REQUIRED ACTION >> Copy the records below word for word, leaving out nothing.

SOURCE DATA: Begin

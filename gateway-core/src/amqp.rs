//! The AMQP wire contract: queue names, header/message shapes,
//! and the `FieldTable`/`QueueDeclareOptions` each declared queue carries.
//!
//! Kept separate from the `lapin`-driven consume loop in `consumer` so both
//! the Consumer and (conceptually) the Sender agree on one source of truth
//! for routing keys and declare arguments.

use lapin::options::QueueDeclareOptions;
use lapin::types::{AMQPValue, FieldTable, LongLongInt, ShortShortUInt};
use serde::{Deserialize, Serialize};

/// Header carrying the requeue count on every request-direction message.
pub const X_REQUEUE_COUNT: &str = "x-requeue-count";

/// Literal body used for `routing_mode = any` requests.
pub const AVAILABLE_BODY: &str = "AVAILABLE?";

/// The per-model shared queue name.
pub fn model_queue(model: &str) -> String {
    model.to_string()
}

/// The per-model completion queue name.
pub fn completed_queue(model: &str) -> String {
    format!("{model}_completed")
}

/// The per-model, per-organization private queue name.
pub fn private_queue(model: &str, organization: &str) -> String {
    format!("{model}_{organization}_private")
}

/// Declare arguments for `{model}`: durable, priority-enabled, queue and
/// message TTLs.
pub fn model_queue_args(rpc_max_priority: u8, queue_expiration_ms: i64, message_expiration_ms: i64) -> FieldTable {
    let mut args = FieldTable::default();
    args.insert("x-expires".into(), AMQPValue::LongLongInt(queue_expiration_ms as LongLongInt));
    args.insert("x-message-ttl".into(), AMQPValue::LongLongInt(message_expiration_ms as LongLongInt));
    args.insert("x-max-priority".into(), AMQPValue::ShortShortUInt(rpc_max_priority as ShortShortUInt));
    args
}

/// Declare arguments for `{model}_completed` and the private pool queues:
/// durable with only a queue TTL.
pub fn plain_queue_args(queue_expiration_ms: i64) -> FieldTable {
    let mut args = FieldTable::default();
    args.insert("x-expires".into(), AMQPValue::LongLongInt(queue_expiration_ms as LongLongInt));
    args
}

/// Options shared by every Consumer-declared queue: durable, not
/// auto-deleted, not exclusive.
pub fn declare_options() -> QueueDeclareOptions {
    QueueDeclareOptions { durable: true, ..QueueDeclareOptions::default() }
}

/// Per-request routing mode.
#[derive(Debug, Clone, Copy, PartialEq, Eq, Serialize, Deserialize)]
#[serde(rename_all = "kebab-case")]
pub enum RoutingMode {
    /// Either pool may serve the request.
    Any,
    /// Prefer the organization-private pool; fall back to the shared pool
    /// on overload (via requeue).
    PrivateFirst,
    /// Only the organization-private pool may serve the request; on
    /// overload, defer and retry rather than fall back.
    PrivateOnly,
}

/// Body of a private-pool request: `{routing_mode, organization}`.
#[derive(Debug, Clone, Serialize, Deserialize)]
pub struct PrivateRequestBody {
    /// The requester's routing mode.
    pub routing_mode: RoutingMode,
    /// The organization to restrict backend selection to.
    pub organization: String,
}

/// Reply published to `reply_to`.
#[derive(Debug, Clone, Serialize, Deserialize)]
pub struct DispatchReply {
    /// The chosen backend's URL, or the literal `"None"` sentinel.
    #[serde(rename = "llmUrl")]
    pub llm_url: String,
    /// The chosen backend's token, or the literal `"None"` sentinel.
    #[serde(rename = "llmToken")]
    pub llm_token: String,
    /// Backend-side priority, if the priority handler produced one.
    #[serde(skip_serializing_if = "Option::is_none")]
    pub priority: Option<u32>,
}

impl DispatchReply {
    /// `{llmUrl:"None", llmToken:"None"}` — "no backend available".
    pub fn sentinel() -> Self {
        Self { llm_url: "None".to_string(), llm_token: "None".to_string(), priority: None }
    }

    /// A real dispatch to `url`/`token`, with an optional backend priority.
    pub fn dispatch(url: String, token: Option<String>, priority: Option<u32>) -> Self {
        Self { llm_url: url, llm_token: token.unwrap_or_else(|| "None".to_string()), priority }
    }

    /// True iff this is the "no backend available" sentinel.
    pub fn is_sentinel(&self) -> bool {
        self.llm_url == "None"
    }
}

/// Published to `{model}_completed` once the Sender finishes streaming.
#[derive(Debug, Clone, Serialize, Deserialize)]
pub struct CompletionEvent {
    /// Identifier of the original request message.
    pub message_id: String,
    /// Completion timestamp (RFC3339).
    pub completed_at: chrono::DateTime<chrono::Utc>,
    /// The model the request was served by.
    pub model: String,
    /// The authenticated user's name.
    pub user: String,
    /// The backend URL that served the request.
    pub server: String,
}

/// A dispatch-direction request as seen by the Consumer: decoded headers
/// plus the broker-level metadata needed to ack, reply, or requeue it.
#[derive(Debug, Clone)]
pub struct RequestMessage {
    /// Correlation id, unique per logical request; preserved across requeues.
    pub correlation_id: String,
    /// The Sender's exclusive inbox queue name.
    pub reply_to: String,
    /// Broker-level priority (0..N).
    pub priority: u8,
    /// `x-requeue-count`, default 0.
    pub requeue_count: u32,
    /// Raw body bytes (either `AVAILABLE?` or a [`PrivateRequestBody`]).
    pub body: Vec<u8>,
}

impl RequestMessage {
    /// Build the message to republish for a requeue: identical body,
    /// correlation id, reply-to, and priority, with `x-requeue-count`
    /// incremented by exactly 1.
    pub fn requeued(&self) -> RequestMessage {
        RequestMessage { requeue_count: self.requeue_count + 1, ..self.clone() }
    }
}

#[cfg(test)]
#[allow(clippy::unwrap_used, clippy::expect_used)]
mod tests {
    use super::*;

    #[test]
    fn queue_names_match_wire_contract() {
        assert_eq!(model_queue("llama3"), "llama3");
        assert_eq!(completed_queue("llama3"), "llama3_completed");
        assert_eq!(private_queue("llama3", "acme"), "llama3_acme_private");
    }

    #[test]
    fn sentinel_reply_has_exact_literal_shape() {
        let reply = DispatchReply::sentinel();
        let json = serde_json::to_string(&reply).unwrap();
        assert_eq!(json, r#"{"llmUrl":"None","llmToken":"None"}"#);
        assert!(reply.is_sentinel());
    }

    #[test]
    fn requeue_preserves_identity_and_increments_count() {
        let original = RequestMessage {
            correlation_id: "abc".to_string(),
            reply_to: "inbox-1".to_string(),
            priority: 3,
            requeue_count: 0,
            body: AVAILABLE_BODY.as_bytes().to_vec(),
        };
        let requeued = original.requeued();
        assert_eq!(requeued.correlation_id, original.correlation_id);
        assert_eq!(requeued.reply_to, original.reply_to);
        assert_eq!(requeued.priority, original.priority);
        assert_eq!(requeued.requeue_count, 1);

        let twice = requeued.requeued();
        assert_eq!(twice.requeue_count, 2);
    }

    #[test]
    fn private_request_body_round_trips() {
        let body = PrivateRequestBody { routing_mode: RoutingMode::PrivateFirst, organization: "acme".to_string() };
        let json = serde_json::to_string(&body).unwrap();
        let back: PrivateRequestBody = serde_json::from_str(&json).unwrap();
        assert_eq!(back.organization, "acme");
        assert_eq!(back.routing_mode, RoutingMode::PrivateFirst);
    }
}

SOURCE DATA: End

EXERCISE RESPONSE >>
filename gateway-core/src/amqp.rs
//! The AMQP wire contract: queue names, header/message shapes,
//! and the `FieldTable`/`QueueDeclareOptions` each declared queue carries.
//!
//! Kept separate from the `lapin`-driven consume loop in `consumer` so both
//! the Consumer and (conceptually) the Sender agree on one source of truth
//! for routing keys and declare arguments.

use lapin::options::QueueDeclareOptions;
use lapin::types::{AMQPValue, FieldTable, LongLongInt, ShortShortUInt};
use serde::{Deserialize, Serialize};

/// Header carrying the requeue count on every request-direction message.
pub const X_REQUEUE_COUNT: &str = "x-requeue-count";

/// Literal body used for `routing_mode = any` requests.
pub const AVAILABLE_BODY: &str = "AVAILABLE?";

/// The per-model shared queue name.
pub fn model_queue(model: &str) -> String {
    model.to_string()
}

/// The per-model completion queue name.
pub fn completed_queue(model: &str) -> String {
    format!("{model}_completed")
}

/// The per-model, per-organization private queue name.
pub fn private_queue(model: &str, organization: &str) -> String {
    format!("{model}_{organization}_private")
}

/// Declare arguments for `{model}`: durable, priority-enabled, queue and
/// message TTLs.
pub fn model_queue_args(rpc_max_priority: u8, queue_expiration_ms: i64, message_expiration_ms: i64) -> FieldTable {
    let mut args = FieldTable::default();
    args.insert("x-expires".into(), AMQPValue::LongLongInt(queue_expiration_ms as LongLongInt));
    args.insert("x-message-ttl".into(), AMQPValue::LongLongInt(message_expiration_ms as LongLongInt));
    args.insert("x-max-priority".into(), AMQPValue::ShortShortUInt(rpc_max_priority as ShortShortUInt));
    args
}

/// Declare arguments for `{model}_completed` and the private pool queues:
/// durable with only a queue TTL.
pub fn plain_queue_args(queue_expiration_ms: i64) -> FieldTable {
    let mut args = FieldTable::default();
    args.insert("x-expires".into(), AMQPValue::LongLongInt(queue_expiration_ms as LongLongInt));
    args
}

/// Options shared by every Consumer-declared queue: durable, not
/// auto-deleted, not exclusive.
pub fn declare_options() -> QueueDeclareOptions {
    QueueDeclareOptions { durable: true, ..QueueDeclareOptions::default() }
}

/// Per-request routing mode.
#[derive(Debug, Clone, Copy, PartialEq, Eq, Serialize, Deserialize)]
#[serde(rename_all = "kebab-case")]
pub enum RoutingMode {
    /// Either pool may serve the request.
    Any,
    /// Prefer the organization-private pool; fall back to the shared pool
    /// on overload (via requeue).
    PrivateFirst,
    /// Only the organization-private pool may serve the request; on
    /// overload, defer and retry rather than fall back.
    PrivateOnly,
}

/// Body of a private-pool request: `{routing_mode, organization}`.
#[derive(Debug, Clone, Serialize, Deserialize)]
pub struct PrivateRequestBody {
    /// The requester's routing mode.
    pub routing_mode: RoutingMode,
    /// The organization to restrict backend selection to.
    pub organization: String,
}

/// Reply published to `reply_to`.
#[derive(Debug, Clone, Serialize, Deserialize)]
pub struct DispatchReply {
    /// The chosen backend's URL, or the literal `"None"` sentinel.
    #[serde(rename = "llmUrl")]
    pub llm_url: String,
    /// The chosen backend's token, or the literal `"None"` sentinel.
    #[serde(rename = "llmToken")]
    pub llm_token: String,
    /// Backend-side priority, if the priority handler produced one.
    #[serde(skip_serializing_if = "Option::is_none")]
    pub priority: Option<u32>,
}

impl DispatchReply {
    /// `{llmUrl:"None", llmToken:"None"}` — "no backend available".
    pub fn sentinel() -> Self {
        Self { llm_url: "None".to_string(), llm_token: "None".to_string(), priority: None }
    }

    /// A real dispatch to `url`/`token`, with an optional backend priority.
    pub fn dispatch(url: String, token: Option<String>, priority: Option<u32>) -> Self {
        Self { llm_url: url, llm_token: token.unwrap_or_else(|| "None".to_string()), priority }
    }

    /// True iff this is the "no backend available" sentinel.
    pub fn is_sentinel(&self) -> bool {
        self.llm_url == "None"
    }
}

/// Published to `{model}_completed` once the Sender finishes streaming.
#[derive(Debug, Clone, Serialize, Deserialize)]
pub struct CompletionEvent {
    /// Identifier of the original request message.
    pub message_id: String,
    /// Completion timestamp (RFC3339).
    pub completed_at: chrono::DateTime<chrono::Utc>,
    /// The model the request was served by.
    pub model: String,
    /// The authenticated user's name.
    pub user: String,
    /// The backend URL that served the request.
    pub server: String,
}

/// A dispatch-direction request as seen by the Consumer: decoded headers
/// plus the broker-level metadata needed to ack, reply, or requeue it.
#[derive(Debug, Clone)]
pub struct RequestMessage {
    /// Correlation id, unique per logical request; preserved across requeues.
    pub correlation_id: String,
    /// The Sender's exclusive inbox queue name.
    pub reply_to: String,
    /// Broker-level priority (0..N).
    pub priority: u8,
    /// `x-requeue-count`, default 0.
    pub requeue_count: u32,
    /// Raw body bytes (either `AVAILABLE?` or a [`PrivateRequestBody`]).
    pub body: Vec<u8>,
}

impl RequestMessage {
    /// Build the message to republish for a requeue: identical body,
    /// correlation id, reply-to, and priority, with `x-requeue-count`
    /// incremented by exactly 1.
    pub fn requeued(&self) -> RequestMessage {
        RequestMessage { requeue_count: self.requeue_count + 1, ..self.clone() }
    }
}

#[cfg(test)]
#[allow(clippy::unwrap_used, clippy::expect_used)]
mod tests {
    use super::*;

    #[test]
    fn queue_names_match_wire_contract() {
        assert_eq!(model_queue("llama3"), "llama3");
        assert_eq!(completed_queue("llama3"), "llama3_completed");
        assert_eq!(private_queue("llama3", "acme"), "llama3_acme_private");
    }

    #[test]
    fn sentinel_reply_has_exact_literal_shape() {
        let reply = DispatchReply::sentinel();
        let json = serde_json::to_string(&reply).unwrap();
        assert_eq!(json, r#"{"llmUrl":"None","llmToken":"None"}"#);
        assert!(reply.is_sentinel());
    }

    #[test]
    fn requeue_preserves_identity_and_increments_count() {
        let original = RequestMessage {
            correlation_id: "abc".to_string(),
            reply_to: "inbox-1".to_string(),
            priority: 3,
            requeue_count: 0,
            body: AVAILABLE_BODY.as_bytes().to_vec(),
        };
        let requeued = original.requeued();
        assert_eq!(requeued.correlation_id, original.correlation_id);
        assert_eq!(requeued.reply_to, original.reply_to);
        assert_eq!(requeued.priority, original.priority);
        assert_eq!(requeued.requeue_count, 1);

        let twice = requeued.requeued();
        assert_eq!(twice.requeue_count, 2);
    }

    #[test]
    fn private_request_body_round_trips() {
        let body = PrivateRequestBody { routing_mode: RoutingMode::PrivateFirst, organization: "acme".to_string() };
        let json = serde_json::to_string(&body).unwrap();
        let back: PrivateRequestBody = serde_json::from_str(&json).unwrap();
        assert_eq!(back.organization, "acme");
        assert_eq!(back.routing_mode, RoutingMode::PrivateFirst);
    }
}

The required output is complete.